[TRY IT]: In the entries below, the lines from the one with "pub fn with_capacity(capacity: usize)" through the one with "and the devtools" are to be copied exactly; both ends count.
-=-=-=-=-
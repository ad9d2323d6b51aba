//! Bounded fan-out queue between the session runtime and notification
//! sinks.
//!
//! Multi-producer, single-consumer in practice: the runtime publishes each
//! accepted event and one drain task forwards them to logging/metrics.
//! Capacity is a hard bound; publishers drop (with a warning at the call
//! site) rather than block the signal-handling turn.

use crossbeam::queue::SegQueue;
use thiserror::Error;

use crate::event::SecurityEvent;

#[derive(Clone, Debug, Error, PartialEq, Eq)]
pub enum EventError {
    #[error("notification queue capacity exceeded")]
    QueueFull,
}

pub struct EventBus {
    queue: SegQueue<SecurityEvent>,
    capacity: usize,
}

impl EventBus {
    /// Creates a new bus with a fixed capacity.
    pub fn with_capacity(capacity: usize) -> Self {
        Self {
            queue: SegQueue::new(),
            capacity,
        }
    }

    /// Enqueues an event for the sinks.
    pub fn publish(&self, event: SecurityEvent) -> Result<(), EventError> {
        if self.queue.len() >= self.capacity {
            return Err(EventError::QueueFull);
        }
        self.queue.push(event);
        Ok(())
    }

    /// Removes the oldest pending event, if any.
    pub fn drain_next(&self) -> Option<SecurityEvent> {
        self.queue.pop()
    }

    pub fn len(&self) -> usize {
        self.queue.len()
    }

    pub fn is_empty(&self) -> bool {
        self.queue.is_empty()
    }
}

#[cfg(test)]
mod tests {
    use super::*;
    use crate::event::Severity;
    use crate::signal::SignalKind;

    fn event(id: u64) -> SecurityEvent {
        SecurityEvent {
            id,
            kind: SignalKind::CopyAttempt,
            message: "Attempted to copy content".into(),
            occurred_at_ns: id,
            severity: Severity::Medium,
        }
    }

    #[test]
    fn preserves_publish_order() {
        let bus = EventBus::with_capacity(16);
        for id in 0..4 {
            bus.publish(event(id)).unwrap();
        }
        for id in 0..4 {
            assert_eq!(bus.drain_next().unwrap().id, id);
        }
        assert!(bus.drain_next().is_none());
    }

    #[test]
    fn rejects_beyond_capacity() {
        let bus = EventBus::with_capacity(2);
        bus.publish(event(0)).unwrap();
        bus.publish(event(1)).unwrap();
        assert_eq!(bus.publish(event(2)), Err(EventError::QueueFull));
        assert_eq!(bus.len(), 2);
    }
}
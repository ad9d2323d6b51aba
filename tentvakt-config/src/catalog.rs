//! Signal catalog configuration.
//!
//! The severity profile, the blocked-shortcut set, and the devtools
//! heuristic are configuration data: the state machine never hard-codes
//! them.

use serde::{Deserialize, Serialize};
use validator::{self, Validate};

use crate::validation;

/// Signal catalog configuration parameters.
#[derive(Debug, Serialize, Deserialize, Validate, Clone)]
pub struct CatalogConfig {
    /// Severity profile: `primary` (window-blur is high) or `compact`
    /// (window-blur is medium).
    #[validate(custom(function = validation::validate_profile))]
    #[serde(default = "default_profile")]
    pub profile: String,

    /// Key combinations reported as `blocked-shortcut` violations.
    #[validate(custom(function = validation::validate_shortcut_list))]
    #[serde(default = "default_blocked_shortcuts")]
    pub blocked_shortcuts: Vec<String>,

    /// Devtools heuristic parameters.
    #[validate(nested)]
    pub devtools: DevtoolsConfig,
}

fn default_profile() -> String {
    "primary".into()
}

fn default_blocked_shortcuts() -> Vec<String> {
    [
        "Ctrl+C",
        "Ctrl+V",
        "Ctrl+A",
        "Ctrl+S",
        "Ctrl+P",
        "Ctrl+Shift+I",
        "Ctrl+Shift+J",
        "Ctrl+Shift+C",
        "F12",
        "Ctrl+U",
        "PrintScreen",
    ]
    .into_iter()
    .map(String::from)
    .collect()
}

impl Default for CatalogConfig {
    fn default() -> Self {
        Self {
            profile: default_profile(),
            blocked_shortcuts: default_blocked_shortcuts(),
            devtools: DevtoolsConfig::default(),
        }
    }
}

/// Devtools detection heuristic parameters.
#[derive(Debug, Serialize, Deserialize, Validate, Clone)]
pub struct DevtoolsConfig {
    /// Outer/inner viewport delta (logical units) above which an attached
    /// inspector pane is suspected.
    #[validate(range(min = 40, max = 2000))]
    #[serde(default = "default_devtools_threshold")]
    pub threshold: u32,

    /// Poll cadence in whole seconds.
    #[validate(range(min = 1, max = 60))]
    #[serde(default = "default_poll_interval")]
    pub poll_interval_secs: u64,
}

fn default_devtools_threshold() -> u32 {
    160
}
fn default_poll_interval() -> u64 {
    1
}

impl Default for DevtoolsConfig {
    fn default() -> Self {
        Self {
            threshold: default_devtools_threshold(),
            poll_interval_secs: default_poll_interval(),
        }
    }
}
-=-=-=-=-
[TASK OUTPUT]:
    pub fn with_capacity(capacity: usize) -> Self {
        Self {
            queue: SegQueue::new(),
            capacity,
        }
    }

    /// Enqueues an event for the sinks.
    pub fn publish(&self, event: SecurityEvent) -> Result<(), EventError> {
        if self.queue.len() >= self.capacity {
            return Err(EventError::QueueFull);
        }
        self.queue.push(event);
        Ok(())
    }

    /// Removes the oldest pending event, if any.
    pub fn drain_next(&self) -> Option<SecurityEvent> {
        self.queue.pop()
    }

    pub fn len(&self) -> usize {
        self.queue.len()
    }

    pub fn is_empty(&self) -> bool {
        self.queue.is_empty()
    }
}

#[cfg(test)]
mod tests {
    use super::*;
    use crate::event::Severity;
    use crate::signal::SignalKind;

    fn event(id: u64) -> SecurityEvent {
        SecurityEvent {
            id,
            kind: SignalKind::CopyAttempt,
            message: "Attempted to copy content".into(),
            occurred_at_ns: id,
            severity: Severity::Medium,
        }
    }

    #[test]
    fn preserves_publish_order() {
        let bus = EventBus::with_capacity(16);
        for id in 0..4 {
            bus.publish(event(id)).unwrap();
        }
        for id in 0..4 {
            assert_eq!(bus.drain_next().unwrap().id, id);
        }
        assert!(bus.drain_next().is_none());
    }

    #[test]
    fn rejects_beyond_capacity() {
        let bus = EventBus::with_capacity(2);
        bus.publish(event(0)).unwrap();
        bus.publish(event(1)).unwrap();
        assert_eq!(bus.publish(event(2)), Err(EventError::QueueFull));
        assert_eq!(bus.len(), 2);
    }
}
repository ad9d2323d6b51aba
filename tentvakt-config/src/catalog.rs
//! Signal catalog configuration.
//!
//! The severity profile, the blocked-shortcut set, and the devtools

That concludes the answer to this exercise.